Personal information
- Full name: Jackson Diego Ibraim Fagundes
- Date of birth: 31 October 1995 (age 30)
- Place of birth: Macaé, Brazil
- Height: 1.75 m (5 ft 9 in)
- Positions: Right back; defensive midfielder;

Team information
- Current team: Shimizu S-Pulse
- Number: 2

Senior career*
- Years: Team / Apps / (Gls)
- 2017: Barcelona-RJ / 20 / (0)
- 2018–2020: Resende / 22 / (0)
- 2018: → Friburguense (loan) / 18 / (4)
- 2019: → Portuguesa-RJ (loan) / 6 / (0)
- 2019: → Friburguense (loan) / 17 / (2)
- 2020–2021: Boa Esporte / 24 / (1)
- 2021–2024: Goiás / 135 / (5)
- 2025–2026: Ceará / 49 / (0)
- 2026–: Shimizu S-Pulse / 0 / (0)

= Diego (footballer, born October 1995) =

Brazilian footballer

Jackson Diego Ibraim Fagundes (born 31 October 1995), known as Dieguinho or just Diego, is a Brazilian footballer who plays for Shimizu S-Pulse.
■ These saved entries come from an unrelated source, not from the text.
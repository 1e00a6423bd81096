use std::sync::Arc;

use async_trait::async_trait;

use crate::domain::models::auth::AuthRequest;
use crate::errors::errors::AppError;
use crate::middlewares::authers::{AuthOutcome, AuthResult, Auther};
use crate::services::auth::TokenValidator;
use crate::utils::http_utils::bearer_token;

/// `Authorization: Bearer <token>` 인증
pub struct TokenAuther {
    validator: Arc<TokenValidator>,
}

impl TokenAuther {
    pub const WEIGHT: i32 = 100;

    pub fn new(validator: Arc<TokenValidator>) -> Self {
        Self { validator }
    }
}

#[async_trait]
impl Auther for TokenAuther {
    fn name(&self) -> &'static str {
        "token"
    }

    fn weight(&self) -> i32 {
        Self::WEIGHT
    }

    fn matches(&self, req: &AuthRequest) -> bool {
        req.options.check_token && req.authorization().and_then(bearer_token).is_some()
    }

    async fn check(&self, req: &AuthRequest) -> AuthResult<AuthOutcome> {
        let token = req
            .authorization()
            .and_then(bearer_token)
            .ok_or_else(|| AppError::AuthenticationError("Bearer 토큰이 없습니다".to_string()))?;

        let identity = self.validator.validate(token).await?;
        log::debug!(
            "토큰 인증 성공 - client: {:?}, user: {:?}",
            identity.client_id,
            identity.user_id
        );
        Ok(AuthOutcome::new(identity))
    }
}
A versatile player, he primarily plays as either a right back or a defensive midfielder, but can also play as an attacking midfielder or a forward.

==Club career==
===Early career===
Born in Macaé, Rio de Janeiro, Diego began his senior career with Barcelona-RJ in 2017. He joined Resende for the 2018 season, but after featuring rarely, he was loaned to Friburguense in April of that year.

Back to Resende, Diego again featured sparingly and moved on loan to Série D side Portuguesa-RJ on 13 April 2019. In July, he returned to Friburguense, also in a temporary deal.

On 13 July 2020, after playing in the 2020 Campeonato Carioca for Resende, Diego signed a permanent contract with Boa Esporte.

===Goiás===
On 12 May 2021, Diego agreed to a deal with Goiás in the Série B. He made his debut for the club on 1 June, starting in a 0–0 away draw against Sampaio Corrêa.

On 2 December 2021, after achieving promotion to the Série A as a starter, Diego renewed his contract until the end of 2023. He made his top tier debut on 10 April 2022, starting in a 3–0 away loss against Coritiba.

Diego scored his first goal in the main category of Brazilian football on 11 September 2022, netting the opener in a 1–1 home draw against Flamengo. On 27 October, he further extended his link until 2024.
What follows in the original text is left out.